November 14 '98
Volume 128
Knife And Battery Interesting Counter Encounter
really needed an "x" word that had something to do with knives.
Since xiph·oid (z¹f"oid") means shaped like a sword, it
may be a bit of a stretch to make the knife connection, but xiphoid will
have to suffice.
In the past ten years I have lost three knives none of which is characterized by the word "xiphoid". Two knives were small, lock-blade, pocket knives. One was a Gerber and the other was a Buck. Neither knife was worth more than twenty dollars. The most valuable knife was a Buck Folding Hunter, a lock-blade with leather case that Barbara had given me back in the days when I hunted deer. It was a versatile knife that I used more for cleaning fish than dressing deer. One year it was in the utility room in Pontotoc, the next year it was not. I suspected Jason of misplacing it. Last Christmas, Jason gave me a new Buck hunting knife to replace the one I had accused him of losing.

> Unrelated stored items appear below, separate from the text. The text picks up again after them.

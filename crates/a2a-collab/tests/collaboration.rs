//! End-to-end collaboration over adapter-backed agents

mod common;

use async_trait::async_trait;
use std::collections::HashMap;
use std::sync::Arc;
use std::time::{Duration, Instant};

use a2a_bridge::AdapterAgent;
use a2a_collab::{CollaborationCoordinator, SessionStatus, TaskDecomposer, TaskRouter};
use a2a_core::{
    A2AAgent, CoordinatorConfig, DispatchMode, Error, HubConfig, RoutingStrategy, Task,
    TaskStatus, TaskType,
};

use common::{Labeler, Refuser, hub, specialist};

#[tokio::test]
async fn complex_task_runs_each_phase_on_its_routed_agent() {
    let agents: HashMap<&str, Arc<AdapterAgent<Labeler>>> = [
        ("researcher", specialist("researcher", &["research"], &["search"])),
        ("analyst", specialist("analyst", &["analysis"], &["data_analyzer"])),
        ("writer", specialist("writer", &["writing"], &["grammar_checker"])),
    ]
    .into_iter()
    .collect();
    let (registry, router) = hub(agents.values().map(|a| a.clone() as Arc<dyn A2AAgent>).collect()).await;
    let coordinator = CollaborationCoordinator::new(registry, router);

    let task = Task::new(TaskType::Complex, "quarterly market report").with_id("report");
    let (session_id, outcome) = coordinator.coordinate_with_session(task).await;
    let content = outcome.unwrap().content.unwrap();

    for phase in ["report-1-research", "report-2-analysis", "report-3-generation"] {
        assert!(content.contains(&format!("[{}]", phase)), "missing {} in {}", phase, content);
    }

    let session = coordinator.get_session(&session_id).await.unwrap();
    assert_eq!(session.status, SessionStatus::Completed);
    assert_eq!(session.assignments.len(), 3);

    for (subtask_id, agent_id) in &session.assignments {
        let states = agents[agent_id.as_str()].task_states().await;
        assert_eq!(states[subtask_id].status, TaskStatus::Completed);
    }
}

#[tokio::test]
async fn any_participant_dispatch_sends_everything_to_one_agent() {
    let first = specialist("first", &[], &[]);
    let second = specialist("second", &[], &[]);
    let (registry, router) = hub(vec![first.clone(), second.clone()]).await;
    let coordinator = CollaborationCoordinator::with_config(
        registry,
        router,
        CoordinatorConfig {
            dispatch: DispatchMode::AnyParticipant,
            ..Default::default()
        },
    );

    coordinator
        .coordinate(Task::new(TaskType::Complex, "job"))
        .await
        .unwrap();

    let mut counts = vec![
        first.task_states().await.len(),
        second.task_states().await.len(),
    ];
    counts.sort();
    assert_eq!(counts, vec![0, 3]);
}

#[tokio::test]
async fn failed_agent_yields_no_partial_results() {
    let refuser = Arc::new(AdapterAgent::new(Refuser));
    let (registry, router) = hub(vec![refuser.clone()]).await;
    let coordinator = CollaborationCoordinator::new(registry, router);

    let task = Task::new(TaskType::Query, "please").with_id("q");
    let (session_id, outcome) = coordinator.coordinate_with_session(task).await;

    match outcome {
        Err(Error::SubtaskFailed { subtask_id, reason }) => {
            assert_eq!(subtask_id, "q");
            assert_eq!(reason, "EXECUTION_ERROR: refused");
        }
        other => panic!("expected SubtaskFailed, got {:?}", other),
    }

    let session = coordinator.get_session(&session_id).await.unwrap();
    assert_eq!(session.status, SessionStatus::Failed);
    assert!(session.results.is_empty());

    // The bridge itself reported a failed task, not a broken call
    assert_eq!(refuser.task_status("q").await.unwrap().status, TaskStatus::Failed);
}

/// Splits a task into one subtask per required tool
struct PerTool(Vec<&'static str>);

#[async_trait]
impl TaskDecomposer for PerTool {
    async fn decompose(&self, task: &Task) -> a2a_core::Result<Vec<Task>> {
        Ok(self
            .0
            .iter()
            .map(|tool| {
                Task::new(TaskType::Execute, format!("{} via {}", task.input.as_text(), tool))
                    .with_id(format!("{}-{}", task.id, tool))
                    .with_required_tools([*tool])
            })
            .collect())
    }
}

#[tokio::test]
async fn fail_fast_cancels_slow_siblings() {
    let refuser = Arc::new(AdapterAgent::builder(Refuser).tool("refuse").build());
    let slow = Arc::new(
        AdapterAgent::builder(Labeler::slow("slow", Duration::from_secs(5)))
            .tool("label")
            .build(),
    );
    let (registry, router) = hub(vec![refuser.clone(), slow.clone()]).await;
    router.set_strategy(RoutingStrategy::Capability);

    let coordinator = CollaborationCoordinator::with_config(
        registry,
        router,
        CoordinatorConfig {
            fail_fast: true,
            ..Default::default()
        },
    )
    .with_decomposer(Arc::new(PerTool(vec!["label", "refuse"])));

    let started = Instant::now();
    let result = coordinator
        .coordinate(Task::new(TaskType::Complex, "job").with_id("j"))
        .await;

    assert!(matches!(result, Err(Error::SubtaskFailed { ref subtask_id, .. }) if subtask_id == "j-refuse"));
    assert!(started.elapsed() < Duration::from_secs(3));
    assert_eq!(slow.task_status("j-label").await.unwrap().status, TaskStatus::Cancelled);
}

#[tokio::test]
async fn without_fail_fast_siblings_finish() {
    let refuser = Arc::new(AdapterAgent::builder(Refuser).tool("refuse").build());
    let slow = Arc::new(
        AdapterAgent::builder(Labeler::slow("slow", Duration::from_millis(50)))
            .tool("label")
            .build(),
    );
    let (registry, router) = hub(vec![refuser, slow.clone()]).await;
    router.set_strategy(RoutingStrategy::Capability);

    let coordinator = CollaborationCoordinator::new(registry, router)
        .with_decomposer(Arc::new(PerTool(vec!["refuse", "label"])));

    let result = coordinator
        .coordinate(Task::new(TaskType::Complex, "job").with_id("j"))
        .await;

    assert!(result.is_err());
    assert_eq!(slow.task_status("j-label").await.unwrap().status, TaskStatus::Completed);
}

#[tokio::test]
async fn tracked_metrics_and_heartbeats_follow_dispatch() {
    let agent = specialist("solo", &[], &[]);
    let (registry, router) = hub(vec![agent]).await;
    let coordinator = CollaborationCoordinator::with_config(
        registry.clone(),
        router.clone(),
        CoordinatorConfig {
            track_metrics: true,
            ..Default::default()
        },
    );

    coordinator
        .coordinate(Task::new(TaskType::Complex, "job"))
        .await
        .unwrap();

    let metrics = router.metrics("solo").unwrap();
    assert_eq!(metrics.total_tasks, 3);
    assert_eq!(metrics.success_rate, 1.0);
    assert_eq!(metrics.current_load, 0);

    assert!(registry.check_health("solo").await.unwrap().is_healthy());
}

#[tokio::test]
async fn hub_config_wires_router_and_coordinator() {
    let config = HubConfig::from_toml_str(
        r#"
[router]
strategy = "capability"

[coordinator]
fail_fast = true
max_concurrency = 2
"#,
    )
    .unwrap();

    let searcher = specialist("searcher", &["research"], &["search"]);
    let writer = specialist("writer", &["writing"], &["grammar_checker"]);
    let (registry, _) = hub(vec![searcher.clone(), writer.clone()]).await;
    let router = Arc::new(TaskRouter::with_config(registry.clone(), &config.router));
    let coordinator = CollaborationCoordinator::with_config(registry, router, config.coordinator.clone());

    assert!(coordinator.config().fail_fast);
    assert_eq!(coordinator.config().max_concurrency, 2);

    let task = Task::new(TaskType::Query, "find sources")
        .with_id("find")
        .with_required_tools(["search"]);
    let result = coordinator.coordinate(task).await.unwrap();

    assert_eq!(
        result.content.as_deref(),
        Some("[find]\nsearcher did: find sources")
    );
    assert!(writer.task_states().await.is_empty());
}

#[tokio::test]
async fn caller_timeout_cancels_session_and_agent_task() {
    let slow = Arc::new(AdapterAgent::new(Labeler::slow("slow", Duration::from_millis(300))));
    let (registry, router) = hub(vec![slow.clone()]).await;
    let coordinator = CollaborationCoordinator::new(registry, router);

    let task = Task::new(TaskType::Query, "take your time").with_id("t");
    let timed_out = tokio::time::timeout(Duration::from_millis(20), coordinator.coordinate(task)).await;
    assert!(timed_out.is_err());

    let sessions = coordinator.list_sessions().await;
    assert_eq!(sessions[0].status, SessionStatus::Cancelled);

    // The aborted subtask does not stay running on the agent
    tokio::time::sleep(Duration::from_millis(50)).await;
    assert_eq!(slow.task_status("t").await.unwrap().status, TaskStatus::Cancelled);
    assert_eq!(slow.clear_finished().await, 1);
}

The smaller Buck pocket knife that I lost, had a plastic-type handle which made it lightweight, and I believe the lack of weight made it easy for me to losethe Buck as well as the similarly sized Gerber. On a day to day basis, I tend to use a pocket knife infrequently, but it comes in handy as a letter opener or a staple puller or a tape-cutter/ carton-ripper to aid in opening an occasional package. Therefore, while a pocket knife is not in demand every day, it is used often enough to be missed whenever I am without one.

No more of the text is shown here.